Dat geldt vooral voor de poëzie uit de negentiende eeuw - voordien is de spoeling dun -, maar de negentiende eeuw duurt lang, in elk geval in de Afrikaanse poëzie. Anekdotische poëzie: degelijke gedichten die een verhaaltje vertellen, soms met een moraal, vaak een beetje patroniserend en schalks. Melt J. Brink (1842-1925) over 'Die bruiloft van Miss Aap', waarin het hele dierenrijk wordt opgetrommeld en de verhalende strofen worden afgewisseld met een koor. 'Kom laat ons saam dan singe/ En blij wees in die gees', en ja, dat gaat op 'fees' rijmen, vroeger of later, dat voel je zo wel aankomen - net zoals het verhaaltje in hilariteit afloopt.

Hij schrijft een gedicht over een man die te veel drinkt en over de 'Numodiese Vroutjies' - waarbij het eerste woord, 'numodies' weer zo'n verraderlijke verschrijving is.
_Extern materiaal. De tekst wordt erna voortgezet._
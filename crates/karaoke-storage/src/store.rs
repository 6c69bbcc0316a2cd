use std::sync::{RwLock, RwLockReadGuard, RwLockWriteGuard};

use async_trait::async_trait;
use chrono::Utc;
use tracing::debug;

use karaoke_core::domain::Entity;
use karaoke_core::ports::{DataSource, RepoError};

use crate::config::LatencyConfig;

/// In-memory `DataSource` over a fixture set.
///
/// Every call waits for the configured latency before touching the rows, so
/// the host sees the same timing as a remote service. Writes are kept for
/// the lifetime of the store.
pub struct FixtureStore<E: Entity> {
  rows: RwLock<Vec<E>>,
  latency: LatencyConfig,
}

impl<E: Entity> FixtureStore<E> {
  pub fn new(rows: Vec<E>, latency: LatencyConfig) -> Self {
    Self { rows: RwLock::new(rows), latency }
  }

  pub fn len(&self) -> usize {
    self.read().map(|rows| rows.len()).unwrap_or(0)
  }

  pub fn is_empty(&self) -> bool {
    self.len() == 0
  }

  fn read(&self) -> Result<RwLockReadGuard<'_, Vec<E>>, RepoError> {
    self.rows.read().map_err(|_| RepoError::Storage(format!("{} store lock poisoned", E::KIND)))
  }

  fn write(&self) -> Result<RwLockWriteGuard<'_, Vec<E>>, RepoError> {
    self.rows.write().map_err(|_| RepoError::Storage(format!("{} store lock poisoned", E::KIND)))
  }
}

async fn simulate(ms: u64) {
  if let Some(delay) = LatencyConfig::delay(ms) {
    tokio::time::sleep(delay).await;
  }
}

#[async_trait]
impl<E: Entity> DataSource<E> for FixtureStore<E> {
  async fn get_all(&self) -> Result<Vec<E>, RepoError> {
    simulate(self.latency.get_all_ms).await;
    Ok(self.read()?.clone())
  }

  async fn get_by_id(&self, id: E::Id) -> Result<E, RepoError> {
    simulate(self.latency.get_by_id_ms).await;
    let rows = self.read()?;
    rows.iter().find(|e| e.id() == id).cloned().ok_or_else(|| RepoError::not_found::<E>(id))
  }

  async fn create(&self, draft: E::Draft) -> Result<E, RepoError> {
    simulate(self.latency.create_ms).await;
    let entity = E::from_draft(draft, Utc::now());
    debug!(kind = E::KIND, id = %entity.id(), "fixture create");
    self.write()?.push(entity.clone());
    Ok(entity)
  }

  async fn update(&self, id: E::Id, patch: E::Patch) -> Result<E, RepoError> {
    simulate(self.latency.update_ms).await;
    let mut rows = self.write()?;
    let entity = rows.iter_mut().find(|e| e.id() == id).ok_or_else(|| RepoError::not_found::<E>(id))?;
    entity.apply(patch);
    debug!(kind = E::KIND, id = %id, "fixture update");
    Ok(entity.clone())
  }

  async fn delete(&self, id: E::Id) -> Result<bool, RepoError> {
    simulate(self.latency.delete_ms).await;
    let mut rows = self.write()?;
    let index = rows.iter().position(|e| e.id() == id).ok_or_else(|| RepoError::not_found::<E>(id))?;
    rows.remove(index);
    debug!(kind = E::KIND, id = %id, "fixture delete");
    Ok(true)
  }
}

#[cfg(test)]
mod tests {
  use super::*;
  use std::time::Duration;

  use karaoke_core::domain::song::{SongDraft, SongPatch};
  use karaoke_core::domain::user::{UserDraft, UserPatch};
  use karaoke_core::domain::{Song, SongId, User};

  fn draft(title: &str) -> SongDraft {
    SongDraft {
      title: title.into(),
      artist: "Tester".into(),
      audio_url: "/audio/test.mp3".into(),
      duration: 120.0,
      ..Default::default()
    }
  }

  #[tokio::test]
  async fn create_assigns_id_and_timestamp() {
    let store = FixtureStore::<Song>::new(Vec::new(), LatencyConfig::none());

    let a = store.create(draft("A")).await.unwrap();
    let b = store.create(draft("B")).await.unwrap();

    assert_ne!(a.id, b.id);
    assert!(a.created_at.is_some());
    assert_eq!(store.get_by_id(b.id).await.unwrap().title, "B");
    assert_eq!(store.get_all().await.unwrap().len(), 2);
  }

  #[tokio::test]
  async fn update_merges_only_given_fields() {
    let store = FixtureStore::<User>::new(Vec::new(), LatencyConfig::none());
    let user = store
      .create(UserDraft { username: "ana".into(), display_name: "Ana".into(), avatar_url: None })
      .await
      .unwrap();

    let patch = UserPatch { display_name: Some("Ana B.".into()), ..Default::default() };
    let updated = store.update(user.id, patch).await.unwrap();

    assert_eq!(updated.display_name, "Ana B.");
    assert_eq!(updated.username, "ana");
    assert_eq!(updated.created_at, user.created_at);
  }

  #[tokio::test]
  async fn missing_ids_are_not_found() {
    let store = FixtureStore::<Song>::new(Vec::new(), LatencyConfig::none());
    let ghost = SongId::new();

    assert!(matches!(store.get_by_id(ghost).await, Err(RepoError::NotFound { kind: "song", .. })));
    assert!(matches!(store.update(ghost, SongPatch::default()).await, Err(RepoError::NotFound { .. })));
    assert!(matches!(store.delete(ghost).await, Err(RepoError::NotFound { .. })));
  }

  #[tokio::test]
  async fn delete_removes_the_row() {
    let store = FixtureStore::<Song>::new(Vec::new(), LatencyConfig::none());
    let song = store.create(draft("Gone")).await.unwrap();

    assert!(store.delete(song.id).await.unwrap());
    assert!(store.is_empty());
    assert!(store.delete(song.id).await.is_err());
  }

  #[tokio::test(start_paused = true)]
  async fn operations_wait_for_the_configured_latency() {
    let store = FixtureStore::<Song>::new(Vec::new(), LatencyConfig::default());

    let started = tokio::time::Instant::now();
    store.get_all().await.unwrap();
    assert!(started.elapsed() >= Duration::from_millis(300));

    let started = tokio::time::Instant::now();
    store.create(draft("Slow")).await.unwrap();
    assert!(started.elapsed() >= Duration::from_millis(400));
  }
}
pub mod entity;
pub mod ids;
pub mod lyrics;
pub mod performance;
pub mod playback;
pub mod song;
pub mod user;

pub use entity::Entity;
pub use ids::{PerformanceId, SessionId, SongId, UserId};
pub use lyrics::LyricCue;
pub use performance::{Performance, PerformanceArtifact, RecordingBlob};
pub use playback::PlaybackState;
pub use song::Song;
pub use user::User;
Even denk je met een onbekende stam van doen te hebben - je hebt per slot ook Nubiërs -, totdat je het hardop zegt: 'nieuwmodisch', aha, 't gaat over de eerste feministen. Maar hoe charmant dat er allemaal ook uitziet, interessante of gewoon goeie poëzie wil het maar niet worden. In ons vermaak schuilt, zo valt te vrezen, ook iets superieurs, ongeveer zoals we ook op sommige Vlaamse uitdrukkingen reageren.

In de afdeling huis-, tuin- en keukenrijm wordt het niveau van het kinderliedje maar zelden ontstegen. De dichteres Tante Kota - alleen die naam al - schrijft een variant op een bekend Nederlands kinderrijmpje: 'Duimpie het een os gekoch/ Vingerling het dit thuis gebroch/ Langerman het dit afgeslach', en de rest herinnert iedereen zich nog wel. Van geen belang, dat staat wel vast. 'Gorrelpijpie!/ Kennewippie!/ Mondje fluitje!/ Neusepijpje!' is het begin van het tweede gedicht van Tante Kota dat is opgenomen. Tja.
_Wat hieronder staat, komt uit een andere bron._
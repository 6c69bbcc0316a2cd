use std::path::Path;

use serde::de::DeserializeOwned;
use thiserror::Error;
use tracing::{info, warn};

use karaoke_core::domain::{Performance, Song, User};
use karaoke_core::services::lyric_sync::validate_cues;
use karaoke_fs::{FsError, read_json_opt};

const SONGS_JSON: &str = include_str!("fixtures/songs.json");
const PERFORMANCES_JSON: &str = include_str!("fixtures/performances.json");
const USERS_JSON: &str = include_str!("fixtures/users.json");

#[derive(Debug, Error)]
pub enum FixtureError {
  #[error(transparent)]
  Fs(#[from] FsError),

  #[error("embedded fixture {name} is invalid: {source}")]
  Embedded {
    name: &'static str,
    #[source]
    source: serde_json::Error,
  },

  #[error("config error: {0}")]
  Config(#[from] karaoke_config::ConfigError),
}

/// Seed data for the three stores.
#[derive(Debug, Clone)]
pub struct Fixtures {
  pub songs: Vec<Song>,
  pub performances: Vec<Performance>,
  pub users: Vec<User>,
}

fn embedded<T: DeserializeOwned>(name: &'static str, json: &str) -> Result<Vec<T>, FixtureError> {
  serde_json::from_str(json).map_err(|source| FixtureError::Embedded { name, source })
}

impl Fixtures {
  /// Fixtures compiled into the binary.
  pub fn embedded() -> Result<Self, FixtureError> {
    let fixtures = Fixtures {
      songs: embedded("songs.json", SONGS_JSON)?,
      performances: embedded("performances.json", PERFORMANCES_JSON)?,
      users: embedded("users.json", USERS_JSON)?,
    };
    fixtures.check_lyrics();
    Ok(fixtures)
  }

  /// Reads the three files from `dir` concurrently. A missing file falls
  /// back to its embedded counterpart; a malformed one is an error.
  pub async fn load_dir(dir: &Path) -> Result<Self, FixtureError> {
    let songs_path = dir.join("songs.json");
    let performances_path = dir.join("performances.json");
    let users_path = dir.join("users.json");

    let (songs, performances, users) = futures::try_join!(
      read_json_opt::<Vec<Song>>(&songs_path),
      read_json_opt::<Vec<Performance>>(&performances_path),
      read_json_opt::<Vec<User>>(&users_path),
    )?;

    let fixtures = Fixtures {
      songs: match songs {
        Some(s) => s,
        None => embedded("songs.json", SONGS_JSON)?,
      },
      performances: match performances {
        Some(p) => p,
        None => embedded("performances.json", PERFORMANCES_JSON)?,
      },
      users: match users {
        Some(u) => u,
        None => embedded("users.json", USERS_JSON)?,
      },
    };

    info!(
      dir = %dir.display(),
      songs = fixtures.songs.len(),
      performances = fixtures.performances.len(),
      users = fixtures.users.len(),
      "fixtures loaded"
    );
    fixtures.check_lyrics();
    Ok(fixtures)
  }

  /// Bad lyric sheets are a data issue, not a load failure.
  fn check_lyrics(&self) {
    for song in &self.songs {
      if let Err(e) = validate_cues(song.cues()) {
        warn!(song = %song.id, title = %song.title, error = %e, "invalid lyric sheet");
      }
    }
  }
}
Van beide subgenres is vrij veel aanwezig, zoveel zelfs dat je werkelijk moet speuren naar poëzie die meer is dan curieus - onder het verteren van vaak heel beroerde poëzie, tamelijk amateuristische varianten op de negentiende-eeuwse dominees- en onderwijzers-poëzie die we uit ons eigen cultuur kennen. Natuurlijk, daar zitten ook verrassingen tussen - zoals het inmiddels al met veel bijval onthaalde 'De lof der stront', uit 1882, van J.E. de Jong. 'O stront! veredel mijn gedachten,/ Verfijn mijn geest en mijn verstand;/ O stront! verdubbel mijne krachten,/ Sterk mijn gemoed, bestuur mijn hand.' Het lijkt mij evenzeer een blasfemisch bedoeld gedicht als een ode aan de coprofagie.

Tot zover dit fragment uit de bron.